I will probably receive harsh criticism from your other readers for not "being true to myself and others", explaining to those I love my current beliefs. However, it's just not that easy when almost everyone I know (excluding co-workers) is and has been a faithful LDS member and proponent their entire life. A common thread in most of your published stories was that the respective authors were either converts or came from "less active" LDS homes. As a staunch member from birth, imagine the incessant indoctrination and cultural morass I have had to overcome to reach this point in my life. It hasn't been easy! I've basically had to reject my childhood experience, and it's taken years to get to this point in my life. So, take it easy on me!
Anyway, I'm sending this message to make the following point: It startles me the ease with which some of your readers infer that the Bible is complete, truthful, and unsullied theological text. While I am not a scholar of ancient near-eastern writings, I find much of the Bible (especially the Old Testament) laced with Jewish folk tales, and steeped in tribal mentality. Can a thoughtful, scholarly person really believe that the earth's continents were once entirely engulfed in water, that a prophet (with God's assistance) called a she-bear out of the woods to eat taunting children, that a woman turned into a pillar of salt, that city walls crumbled to the ground from sonorous trumpeting, etc., etc.
Whatever belief system a post-Mormon has taken on, I feel that the same analytical approach applied towards Mormonism should be used to test the veracity of any belief system. In my mind, a major portion of the Old Testament (and parts of the New Testament) is mythological, metaphorical, or symbolic in nature, and should be viewed as such. It seems silly to me to try to use the Bible to disprove the Book of Mormon (while serving my LDS mission, I knew all the biblical references that proved the emergence of the Book of Mormon was foretold by prophets of old).
While many historical references in the Bible have been proven by modern anthropologists, it would be a non sequitur to say, that, because of the historical finds coinciding with parts of the Bible, that everything contained within the Bible is infallible. The Book of Mormon refers to a "narrow neck of land", and we realize that would be current day Panama, but that fact alone does not make everything else in the book true.

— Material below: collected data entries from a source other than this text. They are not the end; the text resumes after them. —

//! Simulated codec engine.
//!
//! A deterministic stand-in for the native modem library: frames travel as
//! a recognizable sample pattern instead of a real waveform, so the whole
//! pipeline (dispatch, decode loops, transmit framing, CRC, resampling)
//! can run and be tested without DSP. The wire format survives the
//! 8 k/48 k linear resampler because chunk sizes keep the 6:1 sample grid
//! aligned.
//!
//! Wire format per frame: 8 preamble marks, then one sample per frame
//! byte (`DATA_OFFSET + byte`). `preamble()`/`postamble()` emit longer
//! mark runs for modes that use framing markers.

use crate::engine::{crc16, CodecEngine, ExtendedStats, ModemStats, RxStatus};
use crate::mode::ModeKind;

const PREAMBLE_MARK: i16 = 12_000;
const POSTAMBLE_MARK: i16 = -12_000;
const DATA_OFFSET: i16 = 1_000;
const SYNC_RUN: usize = 8;

/// `nin` reported while hunting for a frame.
const NIN_SEARCH: usize = 240;
/// `nin` reported while a partial frame is in view, to pull the remainder
/// in sooner. Exercises the callers' nin-refresh path.
const NIN_TRACK: usize = 120;

pub struct SimCodec {
    mode: ModeKind,
    bytes_per_frame: usize,
    nin: usize,
    status: RxStatus,
    synced: bool,
    acc: Vec<i16>,
}

impl SimCodec {
    /// Factory with the `open(mode)` shape the orchestrator expects.
    pub fn open(mode: ModeKind) -> Box<dyn CodecEngine> {
        Box::new(Self::new(mode))
    }

    pub fn new(mode: ModeKind) -> Self {
        let bytes_per_frame = match mode {
            ModeKind::Datac0 => 32,
            ModeKind::Datac1 => 512,
            ModeKind::Datac3 => 128,
            ModeKind::Datac4 => 64,
            ModeKind::Datac13 => 16,
            ModeKind::FskLdpc0 => 64,
            ModeKind::FskLdpc1 => 128,
        };
        Self {
            mode,
            bytes_per_frame,
            nin: NIN_SEARCH,
            status: RxStatus::NoSync,
            synced: false,
            acc: Vec::new(),
        }
    }

    fn find_sync(&self) -> Option<usize> {
        if self.acc.len() < SYNC_RUN {
            return None;
        }
        let mut i = 0;
        while i + SYNC_RUN <= self.acc.len() {
            if self.acc[i..i + SYNC_RUN].iter().all(|&s| s == PREAMBLE_MARK) {
                // skip to the end of the mark run; data starts there
                let mut j = i + SYNC_RUN;
                while j < self.acc.len() && self.acc[j] == PREAMBLE_MARK {
                    j += 1;
                }
                return Some(j);
            }
            i += 1;
        }
        None
    }

    fn bound_acc(&mut self) {
        let cap = 4 * (self.n_tx_preamble_modem_samples() + self.n_tx_modem_samples());
        if self.acc.len() > cap {
            let drop = self.acc.len() - cap;
            self.acc.drain(..drop);
        }
    }
}

impl CodecEngine for SimCodec {
    fn mode(&self) -> ModeKind {
        self.mode
    }

    fn bits_per_modem_frame(&self) -> usize {
        self.bytes_per_frame * 8
    }

    fn n_tx_modem_samples(&self) -> usize {
        SYNC_RUN + self.bytes_per_frame
    }

    fn n_tx_preamble_modem_samples(&self) -> usize {
        64
    }

    fn n_tx_postamble_modem_samples(&self) -> usize {
        32
    }

    fn preamble(&mut self) -> Vec<i16> {
        vec![PREAMBLE_MARK; self.n_tx_preamble_modem_samples()]
    }

    fn postamble(&mut self) -> Vec<i16> {
        vec![POSTAMBLE_MARK; self.n_tx_postamble_modem_samples()]
    }

    fn modulate(&mut self, frame: &[u8]) -> Vec<i16> {
        let mut out = Vec::with_capacity(self.n_tx_modem_samples());
        out.extend(std::iter::repeat(PREAMBLE_MARK).take(SYNC_RUN));
        for &byte in frame.iter().take(self.bytes_per_frame) {
            out.push(DATA_OFFSET + byte as i16);
        }
        // callers always hand over a full frame; pad defensively anyway
        while out.len() < self.n_tx_modem_samples() {
            out.push(DATA_OFFSET);
        }
        out
    }

    fn demodulate(&mut self, samples: &[i16], bytes_out: &mut [u8]) -> usize {
        self.acc.extend_from_slice(samples);
        self.bound_acc();

        let Some(data_start) = self.find_sync() else {
            self.status = RxStatus::NoSync;
            self.nin = NIN_SEARCH;
            return 0;
        };

        if self.acc.len() - data_start < self.bytes_per_frame {
            // frame in view but incomplete
            self.status = RxStatus::TrialSync;
            self.nin = NIN_TRACK;
            return 0;
        }

        let frame: Vec<u8> = self.acc[data_start..data_start + self.bytes_per_frame]
            .iter()
            .map(|&s| (s - DATA_OFFSET).clamp(0, 255) as u8)
            .collect();
        self.acc.drain(..data_start + self.bytes_per_frame);
        self.nin = NIN_SEARCH;

        let payload = &frame[..self.bytes_per_frame - 2];
        let wire_crc = u16::from_be_bytes([frame[self.bytes_per_frame - 2], frame[self.bytes_per_frame - 1]]);
        if crc16(payload) != wire_crc {
            self.status = RxStatus::DecodeError;
            return 0;
        }

        self.synced = true;
        self.status = RxStatus::FrameDecoded;
        let n = bytes_out.len().min(frame.len());
        bytes_out[..n].copy_from_slice(&frame[..n]);
        self.bytes_per_frame
    }

    fn rx_status(&self) -> RxStatus {
        self.status
    }

    fn nin(&self) -> usize {
        self.nin
    }

    fn set_sync(&mut self, sync: bool) {
        self.synced = sync;
        if !sync {
            self.acc.clear();
            self.status = RxStatus::NoSync;
            self.nin = NIN_SEARCH;
        }
    }

    fn set_frames_per_burst(&mut self, _n: u32) {}

    fn set_tuning_range(&mut self, _fmin: f32, _fmax: f32) {}

    fn stats(&self) -> ModemStats {
        ModemStats {
            sync: self.synced,
            snr: if self.synced { 12.0 } else { 0.0 },
        }
    }

    fn extended_stats(&self) -> ExtendedStats {
        ExtendedStats {
            frequency_offset: 0.0,
            scatter: if self.synced {
                vec![(700, 700), (-700, -700)]
            } else {
                Vec::new()
            },
        }
    }
}
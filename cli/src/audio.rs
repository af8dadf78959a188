//! Soundcard wiring: a duplex pair of cpal streams feeding the modem's
//! audio queues.
//!
//! The callbacks never block: input chunks go out over an unbounded
//! sender, output is assembled from whatever modulated chunks have
//! arrived, zero-filled otherwise.

use std::collections::VecDeque;

use anyhow::{Context, Result};
use cpal::traits::{DeviceTrait, HostTrait, StreamTrait};
use cpal::{BufferSize, SampleRate, StreamConfig};
use log::{error, info};
use skywave_core::Modem;

/// Keep both streams alive for the life of the daemon.
pub struct SoundcardStreams {
    _input: cpal::Stream,
    _output: cpal::Stream,
}

pub fn start(modem: &Modem, sample_rate: u32, chunk_length: u32) -> Result<SoundcardStreams> {
    let host = cpal::default_host();
    let input_device = host
        .default_input_device()
        .context("no default audio input device")?;
    let output_device = host
        .default_output_device()
        .context("no default audio output device")?;

    let config = StreamConfig {
        channels: 1,
        sample_rate: SampleRate(sample_rate),
        buffer_size: BufferSize::Fixed(chunk_length),
    };

    info!(
        "opening audio devices: input={} output={} rate={sample_rate}",
        input_device.name().unwrap_or_else(|_| "?".into()),
        output_device.name().unwrap_or_else(|_| "?".into()),
    );

    let audio_in = modem.audio_input();
    let input = input_device
        .build_input_stream(
            &config,
            move |data: &[i16], _: &cpal::InputCallbackInfo| {
                let _ = audio_in.send(data.to_vec());
            },
            |err| error!("input stream error: {err}"),
            None,
        )
        .context("building audio input stream")?;

    let audio_out = modem.audio_output();
    let mut pending: VecDeque<i16> = VecDeque::new();
    let output = output_device
        .build_output_stream(
            &config,
            move |data: &mut [i16], _: &cpal::OutputCallbackInfo| {
                while pending.len() < data.len() {
                    match audio_out.try_recv() {
                        Ok(chunk) => pending.extend(chunk),
                        Err(_) => break,
                    }
                }
                for sample in data.iter_mut() {
                    *sample = pending.pop_front().unwrap_or(0);
                }
            },
            |err| error!("output stream error: {err}"),
            None,
        )
        .context("building audio output stream")?;

    input.play().context("starting audio input stream")?;
    output.play().context("starting audio output stream")?;

    Ok(SoundcardStreams {
        _input: input,
        _output: output,
    })
}
//! Sample-rate conversion between the soundcard rate and the modem's
//! native rate, using linear interpolation. Deterministic: the same input
//! always yields the same output length and values.

/// Converter pinned to one device-rate/modem-rate pair.
pub struct Resampler {
    device_rate: usize,
    modem_rate: usize,
}

impl Resampler {
    pub fn new(device_rate: usize, modem_rate: usize) -> Self {
        Self {
            device_rate,
            modem_rate,
        }
    }

    pub fn device_rate(&self) -> usize {
        self.device_rate
    }

    pub fn modem_rate(&self) -> usize {
        self.modem_rate
    }

    /// Device rate -> modem rate (receive direction).
    pub fn to_modem(&self, samples: &[i16]) -> Vec<i16> {
        resample(samples, self.device_rate, self.modem_rate)
    }

    /// Modem rate -> device rate (transmit direction).
    pub fn to_device(&self, samples: &[i16]) -> Vec<i16> {
        resample(samples, self.modem_rate, self.device_rate)
    }
}

/// Resample audio between two rates with linear interpolation.
pub fn resample(samples: &[i16], from_rate: usize, to_rate: usize) -> Vec<i16> {
    if from_rate == to_rate || samples.is_empty() {
        return samples.to_vec();
    }

    let ratio = to_rate as f32 / from_rate as f32;
    let new_length = ((samples.len() as f32) * ratio).ceil() as usize;
    let mut resampled = Vec::with_capacity(new_length);

    for i in 0..new_length {
        let src_idx = i as f32 / ratio;
        let src_idx_floor = src_idx.floor() as usize;
        let src_idx_ceil = src_idx_floor + 1;
        let fraction = src_idx - (src_idx_floor as f32);

        let interpolated = if src_idx_ceil < samples.len() {
            samples[src_idx_floor] as f32 * (1.0 - fraction) + samples[src_idx_ceil] as f32 * fraction
        } else {
            samples[src_idx_floor.min(samples.len() - 1)] as f32
        };

        resampled.push(interpolated.round() as i16);
    }

    resampled
}
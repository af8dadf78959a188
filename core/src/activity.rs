//! Channel-busy detection from the live spectrum.
//!
//! The monitor reads the most recent resampled window from the tap,
//! computes a log-power spectrum, flags bins standing well above the
//! mean, and integrates the flagged power per frequency slot. A per-slot
//! decay counter provides hysteresis so marginal signals do not flap the
//! busy state. Detection is suppressed while we transmit; our own signal
//! is not "the channel is busy".

use std::sync::atomic::{AtomicBool, Ordering};
use std::sync::Arc;
use std::thread;
use std::time::Duration;

use parking_lot::Mutex;
use rustfft::{num_complex::Complex, FftPlanner};

use crate::context::SharedContext;
use crate::{BUSY_DB_MARGIN, FFT_MAX_BINS, FFT_MIN_SAMPLES, NUM_BUSY_SLOTS};

/// Active-bin power a slot must integrate before it reads as busy.
const SLOT_BUSY_THRESHOLD: f32 = 200.0;
/// Sentinel written over active bins, also what the display highlights.
const ACTIVE_BIN_SENTINEL: f32 = 100.0;
/// Decay counter step-up per busy cycle and its saturation point. The
/// higher the cap, the longer a slot stays busy after the signal stops.
const BUSY_COUNTER_STEP: u32 = 10;
const BUSY_COUNTER_MAX: u32 = 200;
/// Loudness is refreshed every this many cycles.
const RMS_CYCLE: u32 = 50;

/// Spectrum bin ranges of the five frequency slots.
const SLOT_BINS: [(usize, usize); NUM_BUSY_SLOTS] =
    [(0, 65), (65, 120), (120, 176), (176, 231), (231, usize::MAX)];

/// Latest resampled window, written by the audio pump on every chunk.
pub struct SpectrumTap {
    samples: Mutex<Vec<i16>>,
}

impl SpectrumTap {
    pub fn new() -> Self {
        Self {
            samples: Mutex::new(Vec::new()),
        }
    }

    pub fn store(&self, samples: &[i16]) {
        let mut tap = self.samples.lock();
        tap.clear();
        tap.extend_from_slice(samples);
    }

    pub fn snapshot(&self) -> Vec<i16> {
        self.samples.lock().clone()
    }
}

impl Default for SpectrumTap {
    fn default() -> Self {
        Self::new()
    }
}

pub struct ChannelActivityMonitor {
    ctx: Arc<SharedContext>,
    tap: Arc<SpectrumTap>,
    planner: FftPlanner<f32>,
    busy_counters: [u32; NUM_BUSY_SLOTS],
    rms_counter: u32,
}

impl ChannelActivityMonitor {
    pub fn new(ctx: Arc<SharedContext>, tap: Arc<SpectrumTap>) -> Self {
        Self {
            ctx,
            tap,
            planner: FftPlanner::new(),
            busy_counters: [0; NUM_BUSY_SLOTS],
            rms_counter: 0,
        }
    }

    /// Periodic worker entry point.
    pub fn run(mut self, stop: Arc<AtomicBool>, interval: Duration) {
        while !stop.load(Ordering::Relaxed) {
            thread::sleep(interval);
            self.cycle();
        }
    }

    /// One analysis cycle. Skipped entirely until the tap has
    /// accumulated a minimum window.
    pub fn cycle(&mut self) {
        let data = self.tap.snapshot();
        if data.len() < FFT_MIN_SAMPLES {
            return;
        }

        let fft = self.planner.plan_fft_forward(data.len());
        let mut buf: Vec<Complex<f32>> = data
            .iter()
            .map(|&s| Complex::new(s as f32, 0.0))
            .collect();
        fft.process(&mut buf);

        // real input: only the first half of the spectrum is informative
        let half = data.len() / 2 + 1;
        let mut dfft: Vec<f32> = buf[..half]
            .iter()
            .map(|c| {
                // dead-silent bins read as magnitude 1 to keep log10 finite
                let magnitude = match c.norm() {
                    m if m == 0.0 => 1.0,
                    m => m,
                };
                10.0 * magnitude.log10()
            })
            .collect();

        let avg = dfft.iter().sum::<f32>() / dfft.len() as f32;
        let transmitting = self.ctx.transmitting();

        if !transmitting {
            // highlight anything standing clear of the noise floor
            for v in dfft.iter_mut() {
                if *v > avg + BUSY_DB_MARGIN {
                    *v = ACTIVE_BIN_SENTINEL;
                }
            }

            self.rms_counter += 1;
            if self.rms_counter > RMS_CYCLE {
                self.ctx.set_audio_dbfs(audio_dbfs(&data));
                self.rms_counter = 0;
            }
        }

        for (slot, &(lo, hi)) in SLOT_BINS.iter().enumerate() {
            let lo = lo.min(dfft.len());
            let hi = hi.min(dfft.len());
            let active_power: f32 = dfft[lo..hi]
                .iter()
                .filter(|&&v| v > avg + BUSY_DB_MARGIN)
                .sum();

            if active_power >= SLOT_BUSY_THRESHOLD && !transmitting {
                self.ctx.set_busy_slot(slot, true);
                self.busy_counters[slot] =
                    (self.busy_counters[slot] + BUSY_COUNTER_STEP).min(BUSY_COUNTER_MAX);
            } else {
                self.busy_counters[slot] = self.busy_counters[slot].saturating_sub(1);
                if self.busy_counters[slot] == 0 {
                    self.ctx.set_busy_slot(slot, false);
                }
            }
        }

        let any_busy = (0..NUM_BUSY_SLOTS).any(|slot| self.ctx.busy_slot(slot));
        self.ctx.set_channel_busy(any_busy && !transmitting);

        let bins = dfft.len().min(FFT_MAX_BINS);
        self.ctx
            .set_fft(dfft[..bins].iter().map(|&v| v as i32).collect());
    }
}

/// Loudness of the raw window in dBFS. An all-zero window reports the
/// floor value instead of failing on log(0).
fn audio_dbfs(samples: &[i16]) -> f32 {
    let peak = samples
        .iter()
        .map(|&s| (s as f32).powi(2))
        .fold(0.0f32, f32::max)
        .sqrt();
    if peak < 1.0 {
        return -100.0;
    }
    20.0 * (peak / 32768.0).log10()
}
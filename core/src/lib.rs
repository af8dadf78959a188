//! Soundcard HF modem/TNC pipeline
//!
//! Continuously ingests an audio stream, fans samples out to per-mode
//! decode workers, reassembles transmit jobs into keyed modulated audio,
//! and classifies channel occupancy for the data-link layer above. The
//! modulation/FEC mathematics live behind the [`engine::CodecEngine`]
//! trait; radio control behind [`keying::RigControl`].

pub mod activity;
pub mod audio;
pub mod channel;
pub mod context;
pub mod dispatch;
pub mod engine;
pub mod error;
pub mod keying;
pub mod mode;
pub mod modem;
pub mod resample;
pub mod ring;
pub mod sim;
pub mod transmit;

pub use channel::{ChannelShared, CodecChannel, DecodedFrame, FrameSinks};
pub use context::SharedContext;
pub use engine::{CodecEngine, RxStatus};
pub use error::{ModemError, Result};
pub use keying::{DummyRig, RigControl, RigKeyingController};
pub use mode::{ChannelId, ModeKind, ModeSpec};
pub use modem::{Modem, ModemConfig, ModemEvent, ReceiveToggles, RigCommand};
pub use transmit::{ModulatedSampleQueue, TransmitJob, TransmitReport};

// Audio configuration
pub const AUDIO_SAMPLE_RATE: usize = 48_000;
pub const MODEM_SAMPLE_RATE: usize = 8_000;
pub const AUDIO_FRAMES_PER_BUFFER_RX: usize = 4800;
pub const AUDIO_FRAMES_PER_BUFFER_TX: usize = 4800;

/// Per-channel receive ring capacity in modem-rate samples.
pub const RX_RING_CAPACITY: usize = 2 * AUDIO_FRAMES_PER_BUFFER_RX;

// Spectrum analysis
pub const FFT_MIN_SAMPLES: usize = 128;
pub const FFT_MAX_BINS: usize = 315;
pub const BUSY_DB_MARGIN: f32 = 15.0;
pub const NUM_BUSY_SLOTS: usize = 5;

The Bible is a compilation of many writers, written over a span of thousands of years, and has been translated and re-translated into what we read today. Christianity is an evolved belief system (forced by Rome's Constantine onto "Pagan Europe"), and to a Muslim, Zen-Buddhist, or Atheist probably appears just as ludicrous as does Mormonism to Mainstream Christianity. I would just caution your readers and contributors to use an open mind when viewing any piece of information.
Remember, it was the strident, authoritarian, patriarchal system promulgated within the Mormon culture that kept us questioning for so long in the first place. Mormonism's roots are firmly entrenched in the Anglo-Saxon Protestant Christianity beliefs so prevalent in Joseph Smith's era. Many similar questions that I have had about Mormonism can easily be transposed to Mainstream Christianity.
Anyway, these are just thought provoking ideas. They are not intended to offend, simply to stimulate open discourse.